Using an anchor in a shifting current or wind

Too few captains are fully familiar with the procedures for anchoring a boat when the wind or current conditions are highly variable. If a boat is not anchored properly, it runs the risk of either floating into harm’s way or severing the anchor cord altogether. When this occurs, the stability of the boat can be jeopardized. In order to minimize the danger of anchoring during changing conditions, every sailor should be acquainted with a few basic guidelines.

First, it is usually a good idea to set two anchors when you are expecting a shift in current or wind. This shift may be due to a change in tide or a change in weather. Regardless, whenever the wind or tide changes it is likely that the boat will pull out an anchor. For this reason, it is a good policy to set double anchors at the beginning. In most cases, these anchors can both be placed at an angle ahead of the boat. Do not set the anchors out in line. If the change in current or wind direction is likely to be severe, however, it may be wiser to set the anchors at a straight line from the boat. This is done by lowering the windward anchor, leaving much more rode than usual, and then lowering the downwind anchor. Once this is done, you should move windward until the boat is midway in between the two anchors, at which point you may secure the anchors.

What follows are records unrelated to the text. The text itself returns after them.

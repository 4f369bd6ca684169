//! Derived index builders.
//!
//! Each submodule turns raw store rows into one serialized, cacheable
//! document: the song index, the recordings index, and the per-category
//! name indexes. Builders are pure once the rows are in hand, so the
//! same snapshot always yields byte-identical output.

pub mod best;
pub mod categories;
pub mod recordings;
pub mod songs;

use crate::store::value::CellValue;
use crate::store::Row;

pub(crate) fn non_empty(text: String) -> Option<String> {
    if text.is_empty() {
        None
    } else {
        Some(text)
    }
}

/// Display text of one cell, `None` when the cell is absent or blank.
pub(crate) fn cell_text(row: &Row, column: &str) -> Option<String> {
    row.value(column).map(CellValue::text).and_then(non_empty)
}

/// Parse a rating cell into the 1..=5 scale. Anything else, including
/// absent cells, fractional numbers, and out-of-range integers, maps
/// to 0 (unrated).
pub(crate) fn parse_rating(cell: Option<&CellValue>) -> u8 {
    let text = match cell {
        Some(value) => value.text(),
        None => return 0,
    };
    match text.trim().parse::<i64>() {
        Ok(n) if (1..=5).contains(&n) => n as u8,
        _ => 0,
    }
}

#[cfg(test)]
mod tests {
    use super::*;

    #[test]
    fn test_parse_rating_accepts_scale() {
        for n in 1..=5i64 {
            let cell = CellValue::Number(n as f64);
            assert_eq!(parse_rating(Some(&cell)), n as u8);
        }
    }

    #[test]
    fn test_parse_rating_rejects_out_of_range() {
        assert_eq!(parse_rating(Some(&CellValue::Number(0.0))), 0);
        assert_eq!(parse_rating(Some(&CellValue::Number(6.0))), 0);
        assert_eq!(parse_rating(Some(&CellValue::Number(-3.0))), 0);
        assert_eq!(parse_rating(Some(&CellValue::Text("12".to_string()))), 0);
    }

    #[test]
    fn test_parse_rating_rejects_garbage() {
        assert_eq!(parse_rating(None), 0);
        assert_eq!(parse_rating(Some(&CellValue::Empty)), 0);
        assert_eq!(parse_rating(Some(&CellValue::Text("great".to_string()))), 0);
        // Fractional values are unrated, not truncated.
        assert_eq!(parse_rating(Some(&CellValue::Text("4.5".to_string()))), 0);
        assert_eq!(parse_rating(Some(&CellValue::Number(4.5))), 0);
    }

    #[test]
    fn test_parse_rating_trims_text() {
        let cell = CellValue::Text(" 4 ".to_string());
        assert_eq!(parse_rating(Some(&cell)), 4);
    }
}
//! Static service configuration.
//!
//! Everything the pipeline needs to know about the upstream document
//! (table ids, column ids, category slugs, cache TTLs) is loaded once
//! from a YAML file and injected into the components that need it;
//! builders never consult ambient globals. The bearer credential is
//! deliberately not part of this structure: it is read from the
//! environment at startup and lives only inside the HTTP client, so
//! config values can be printed and logged freely.

use std::collections::BTreeMap;
use std::path::Path;

use serde::{Deserialize, Serialize};

use crate::error::{IndexError, Result};

/// Environment variable holding the row store bearer credential.
pub const API_TOKEN_ENV: &str = "SONGDEX_API_TOKEN";

#[derive(Debug, Clone, Deserialize, Serialize)]
pub struct AppConfig {
    pub store: StoreConfig,
    pub tables: TableConfig,
    pub columns: ColumnConfig,
    #[serde(default)]
    pub cache: CacheConfig,
    #[serde(default)]
    pub server: ServerConfig,
    #[serde(default)]
    pub writes: WriteConfig,
}

#[derive(Debug, Clone, Deserialize, Serialize)]
pub struct StoreConfig {
    /// Base URL of the row store API, without a trailing slash.
    pub base_url: String,
    /// Document the source tables live in.
    pub doc_id: String,
    #[serde(default = "default_timeout_secs")]
    pub timeout_secs: u64,
    #[serde(default = "default_page_size")]
    pub page_size: u32,
}

#[derive(Debug, Clone, Deserialize, Serialize)]
pub struct TableConfig {
    pub songs: String,
    pub recordings: String,
    /// Category slug (URL segment) to table id. Ordered so the derived
    /// cache key enumeration is stable.
    #[serde(default)]
    pub categories: BTreeMap<String, String>,
}

#[derive(Debug, Clone, Deserialize, Serialize)]
pub struct ColumnConfig {
    pub song: SongColumns,
    pub recording: RecordingColumns,
}

/// Column ids of the songs table used by the entity index.
#[derive(Debug, Clone, Deserialize, Serialize)]
pub struct SongColumns {
    pub name: String,
    pub custom_id: String,
    pub composer: String,
    pub court: String,
    pub scale: String,
    pub rhythm: String,
    pub lyrics: String,
    pub collections: String,
    pub occasions: String,
    pub themes: String,
}

/// Column ids of the recordings table used by both recording-facing
/// builders.
#[derive(Debug, Clone, Deserialize, Serialize)]
pub struct RecordingColumns {
    /// Back-reference to the parent song.
    pub song: String,
    pub files: String,
    pub notes: String,
    pub performers: String,
    pub album: String,
    pub rating: String,
}

#[derive(Debug, Clone, Deserialize, Serialize)]
pub struct CacheConfig {
    #[serde(default = "default_index_ttl_secs")]
    pub index_ttl_secs: u64,
    /// Directory the generation marker is persisted under.
    #[serde(default = "default_data_dir")]
    pub data_dir: String,
}

#[derive(Debug, Clone, Deserialize, Serialize)]
pub struct ServerConfig {
    #[serde(default = "default_bind")]
    pub bind: String,
}

#[derive(Debug, Clone, Default, Deserialize, Serialize)]
pub struct WriteConfig {
    /// Columns a rating update is allowed to touch. Empty means the
    /// write endpoint rejects everything.
    #[serde(default)]
    pub rating_columns: Vec<String>,
}

fn default_timeout_secs() -> u64 {
    25
}

fn default_page_size() -> u32 {
    500
}

fn default_index_ttl_secs() -> u64 {
    300
}

fn default_data_dir() -> String {
    "./data".to_string()
}

fn default_bind() -> String {
    "127.0.0.1:8787".to_string()
}

impl Default for CacheConfig {
    fn default() -> Self {
        CacheConfig {
            index_ttl_secs: default_index_ttl_secs(),
            data_dir: default_data_dir(),
        }
    }
}

impl Default for ServerConfig {
    fn default() -> Self {
        ServerConfig {
            bind: default_bind(),
        }
    }
}

impl AppConfig {
    pub fn load(path: &Path) -> Result<Self> {
        let raw = std::fs::read_to_string(path)?;
        let config: AppConfig = serde_yaml::from_str(&raw)?;
        config.validate()?;
        Ok(config)
    }

    pub fn validate(&self) -> Result<()> {
        if self.store.base_url.trim().is_empty() {
            return Err(IndexError::InvalidConfig("store.base_url is empty".into()));
        }
        if self.store.doc_id.trim().is_empty() {
            return Err(IndexError::InvalidConfig("store.doc_id is empty".into()));
        }
        if self.store.page_size == 0 {
            return Err(IndexError::InvalidConfig("store.page_size must be > 0".into()));
        }
        for (slug, table) in &self.tables.categories {
            if slug.trim().is_empty() || table.trim().is_empty() {
                return Err(IndexError::InvalidConfig(
                    "tables.categories entries must have non-empty slug and table id".into(),
                ));
            }
        }
        Ok(())
    }

    /// Table id for a category slug, if configured.
    pub fn category_table(&self, slug: &str) -> Option<&str> {
        self.tables.categories.get(slug).map(String::as_str)
    }
}

/// Bearer credential from the hosting environment. Returns `None` when
/// unset or blank so the caller can fail with a pointed message.
pub fn api_token_from_env() -> Option<String> {
    std::env::var(API_TOKEN_ENV)
        .ok()
        .filter(|token| !token.trim().is_empty())
}
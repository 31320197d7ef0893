use egui::{Color32, Pos2};
use serde::{Deserialize, Serialize};

use crate::id_generator::{ElementId, generate_id};

mod common;
mod text;

pub use common::{
    CANVAS_CENTER, DEFAULT_SCALE, MAX_SCALE, MIN_FONT_SIZE, MIN_SCALE, PRINTABLE_MAX,
    PRINTABLE_MIN, clamp_position, clamp_scale,
};
pub(crate) use common::hex_color;
pub use text::{DEFAULT_FONT_FAMILY, DEFAULT_FONT_SIZE, TextAlign, TextStyle};

/// The closed set of element variants
#[derive(Debug, Clone, PartialEq, Serialize, Deserialize)]
#[serde(tag = "type", rename_all = "lowercase")]
pub enum ElementKind {
    Text(TextStyle),
    Image,
}

/// A single placed design on one garment view
#[derive(Debug, Clone, PartialEq, Serialize, Deserialize)]
pub struct Element {
    id: ElementId,
    #[serde(flatten)]
    kind: ElementKind,
    content: String,
    x: f32,
    y: f32,
    scale: f32,
    is_selected: bool,
    /// Bumped on every change that affects the rendered appearance
    #[serde(skip)]
    revision: u64,
}

impl Element {
    pub fn text(content: impl Into<String>, style: TextStyle) -> Self {
        Self::with_kind(ElementKind::Text(style), content.into())
    }

    /// `reference` is a path, a `file://` URL or a `blob:` handle
    pub fn image(reference: impl Into<String>) -> Self {
        Self::with_kind(ElementKind::Image, reference.into())
    }

    fn with_kind(kind: ElementKind, content: String) -> Self {
        Self {
            id: generate_id(),
            kind,
            content,
            x: CANVAS_CENTER.x,
            y: CANVAS_CENTER.y,
            scale: DEFAULT_SCALE,
            is_selected: false,
            revision: 0,
        }
    }

    pub fn id(&self) -> ElementId {
        self.id
    }

    pub fn kind(&self) -> &ElementKind {
        &self.kind
    }

    pub fn element_type(&self) -> &'static str {
        match self.kind {
            ElementKind::Text(_) => "text",
            ElementKind::Image => "image",
        }
    }

    pub fn is_text(&self) -> bool {
        matches!(self.kind, ElementKind::Text(_))
    }

    pub fn is_image(&self) -> bool {
        matches!(self.kind, ElementKind::Image)
    }

    pub fn text_style(&self) -> Option<&TextStyle> {
        match &self.kind {
            ElementKind::Text(style) => Some(style),
            ElementKind::Image => None,
        }
    }

    pub fn content(&self) -> &str {
        &self.content
    }

    /// Visual center in percent of the canvas
    pub fn position(&self) -> Pos2 {
        Pos2::new(self.x, self.y)
    }

    pub fn scale(&self) -> f32 {
        self.scale
    }

    pub fn is_selected(&self) -> bool {
        self.is_selected
    }

    pub fn revision(&self) -> u64 {
        self.revision
    }

    pub(crate) fn set_selected(&mut self, selected: bool) {
        self.is_selected = selected;
    }

    /// Returns `true` if the position changed
    pub(crate) fn set_position(&mut self, pos: Pos2) -> bool {
        let pos = clamp_position(pos);
        if pos == self.position() {
            return false;
        }
        self.x = pos.x;
        self.y = pos.y;
        true
    }

    /// Merge `patch` into this element, returning `true` if anything changed.
    /// Text attributes are ignored for images.
    pub(crate) fn apply_patch(&mut self, patch: &ElementPatch) -> bool {
        let mut appearance_changed = false;

        if let Some(content) = &patch.content {
            if *content != self.content {
                self.content.clone_from(content);
                appearance_changed = true;
            }
        }

        if let Some(scale) = patch.scale {
            let scale = clamp_scale(scale);
            if scale != self.scale {
                self.scale = scale;
                appearance_changed = true;
            }
        }

        if let ElementKind::Text(style) = &mut self.kind {
            appearance_changed |= patch.apply_to_style(style);
        }

        let moved = patch.position.is_some_and(|pos| self.set_position(pos));

        if appearance_changed {
            self.revision += 1;
        }
        appearance_changed || moved
    }
}

/// A partial update; `None` fields are left untouched
#[derive(Debug, Clone, Default, PartialEq)]
pub struct ElementPatch {
    pub content: Option<String>,
    pub position: Option<Pos2>,
    pub scale: Option<f32>,
    pub font_size: Option<f32>,
    pub font_family: Option<String>,
    pub color: Option<Color32>,
    pub bold: Option<bool>,
    pub italic: Option<bool>,
    pub underline: Option<bool>,
    pub align: Option<TextAlign>,
}

impl ElementPatch {
    pub fn new() -> Self {
        Self::default()
    }

    pub fn content(mut self, content: impl Into<String>) -> Self {
        self.content = Some(content.into());
        self
    }

    pub fn position(mut self, x: f32, y: f32) -> Self {
        self.position = Some(Pos2::new(x, y));
        self
    }

    pub fn scale(mut self, scale: f32) -> Self {
        self.scale = Some(scale);
        self
    }

    pub fn font_size(mut self, size: f32) -> Self {
        self.font_size = Some(size);
        self
    }

    pub fn font_family(mut self, family: impl Into<String>) -> Self {
        self.font_family = Some(family.into());
        self
    }

    pub fn color(mut self, color: Color32) -> Self {
        self.color = Some(color);
        self
    }

    pub fn bold(mut self, bold: bool) -> Self {
        self.bold = Some(bold);
        self
    }

    pub fn italic(mut self, italic: bool) -> Self {
        self.italic = Some(italic);
        self
    }

    pub fn underline(mut self, underline: bool) -> Self {
        self.underline = Some(underline);
        self
    }

    pub fn align(mut self, align: TextAlign) -> Self {
        self.align = Some(align);
        self
    }

    pub fn is_empty(&self) -> bool {
        *self == Self::default()
    }

    fn apply_to_style(&self, style: &mut TextStyle) -> bool {
        let mut changed = false;

        if let Some(size) = self.font_size {
            let size = if size.is_nan() { style.font_size } else { size.max(MIN_FONT_SIZE) };
            changed |= replace(&mut style.font_size, size);
        }
        if let Some(family) = &self.font_family {
            if *family != style.font_family {
                style.font_family.clone_from(family);
                changed = true;
            }
        }
        if let Some(color) = self.color {
            changed |= replace(&mut style.color, color);
        }
        if let Some(bold) = self.bold {
            changed |= replace(&mut style.bold, bold);
        }
        if let Some(italic) = self.italic {
            changed |= replace(&mut style.italic, italic);
        }
        if let Some(underline) = self.underline {
            changed |= replace(&mut style.underline, underline);
        }
        if let Some(align) = self.align {
            changed |= replace(&mut style.align, align);
        }

        changed
    }
}

fn replace<T: PartialEq>(slot: &mut T, value: T) -> bool {
    if *slot == value {
        return false;
    }
    *slot = value;
    true
}

/// Factory functions for creating elements
pub mod factory {
    use super::*;

    pub fn create_text(
        content: &str,
        font_size: f32,
        color: Color32,
        font_family: &str,
    ) -> Element {
        Element::text(content, TextStyle::new(font_size, color, font_family))
    }

    pub fn create_image(reference: &str) -> Element {
        Element::image(reference)
    }
}
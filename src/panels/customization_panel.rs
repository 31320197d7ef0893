use eframe::egui::{self, Color32, Stroke};

use crate::DesignerApp;
use crate::state::GarmentColor;
use crate::state::context::TEMPLATES;

pub fn customization_panel(app: &mut DesignerApp, ctx: &egui::Context) {
    egui::SidePanel::right("customization_panel")
        .resizable(true)
        .default_width(260.0)
        .show(ctx, |ui| {
            ui.heading("Customize");
            ui.separator();

            color_section(app, ui);
            ui.separator();
            text_section(app, ui);
            ui.separator();
            upload_section(app, ui);
            ui.separator();
            template_section(app, ui);
            ui.separator();

            if let Some(selected) = app.context.design().selected_element() {
                ui.label(format!(
                    "Selected: {} at ({:.0}%, {:.0}%), scale {:.2}",
                    selected.element_type(),
                    selected.position().x,
                    selected.position().y,
                    selected.scale(),
                ));
                ui.separator();
            }

            ui.vertical_centered_justified(|ui| {
                let save = egui::Button::new(egui::RichText::new("Save & Proceed").strong())
                    .min_size(egui::vec2(0.0, 32.0));
                if ui.add(save).clicked() {
                    app.context.save_design(&mut app.cart);
                }
            });
            if !app.cart.is_empty() {
                ui.label(format!("{} design(s) in cart", app.cart.len()));
            }
        });
}

fn color_section(app: &mut DesignerApp, ui: &mut egui::Ui) {
    ui.strong("Shirt color");
    let current = app.context.garment().resolved();
    ui.horizontal_wrapped(|ui| {
        for color in GarmentColor::ALL {
            let selected = color == current;
            let stroke = if selected {
                Stroke::new(2.0, ui.visuals().selection.stroke.color)
            } else {
                Stroke::new(1.0, Color32::from_gray(120))
            };
            let swatch = egui::Button::new("")
                .fill(color.color32())
                .stroke(stroke)
                .min_size(egui::vec2(26.0, 26.0));
            if ui.add(swatch).on_hover_text(color.label()).clicked() {
                app.context.set_color(color.name());
            }
        }
    });
}

fn text_section(app: &mut DesignerApp, ui: &mut egui::Ui) {
    ui.strong("Add text");
    ui.add(egui::TextEdit::singleline(&mut app.text_form.text).hint_text("Enter your text"));
    ui.horizontal(|ui| {
        ui.label("Size:");
        let range = app.config.font_size_range();
        ui.add(egui::Slider::new(&mut app.text_form.font_size, range).suffix("px"));
    });
    ui.horizontal(|ui| {
        ui.label("Color:");
        egui::color_picker::color_edit_button_srgba(
            ui,
            &mut app.text_form.color,
            egui::color_picker::Alpha::Opaque,
        );
    });
    if ui.button("Add Text").clicked() {
        let size = app.config.clamp_font_size(app.text_form.font_size);
        let added = app
            .context
            .add_text(&app.text_form.text, size, app.text_form.color);
        if added.is_some() {
            app.text_form.text.clear();
        }
    }
}

fn upload_section(app: &mut DesignerApp, ui: &mut egui::Ui) {
    ui.strong("Upload design");
    upload_button(app, ui);
    ui.weak("or drop an image onto the window");
}

#[cfg(not(target_arch = "wasm32"))]
fn upload_button(app: &mut DesignerApp, ui: &mut egui::Ui) {
    if ui.button("Choose image…").clicked() {
        if let Some(reference) = app.file_handler.pick_image_file() {
            app.context.upload_design(&reference);
        }
    }
}

// No native dialog on the web; dropping files still works
#[cfg(target_arch = "wasm32")]
fn upload_button(_app: &mut DesignerApp, _ui: &mut egui::Ui) {}

fn template_section(app: &mut DesignerApp, ui: &mut egui::Ui) {
    ui.strong("Templates");
    ui.horizontal_wrapped(|ui| {
        for (index, template) in TEMPLATES.iter().enumerate() {
            if ui.button(format!("Template {}", index + 1)).clicked() {
                app.context.add_template(template);
            }
        }
    });
}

In most cases, however, it will be sufficient to secure the anchors at an angle ahead of the boat. This is done by lowering one anchor, securing it, and then allowing the boat to drift until the length of the rode is a little more than seven times the depth of the water. Then, move the boat forward until it is at a 45-degree angle with the first anchor, and lower the second anchor. You should then secure the second anchor once the boat has drifted far enough to create the desired 7 to 1 ratio of anchor rode to water depth. This anchoring procedure should allow your boat to remain stable during most changes in wind and current.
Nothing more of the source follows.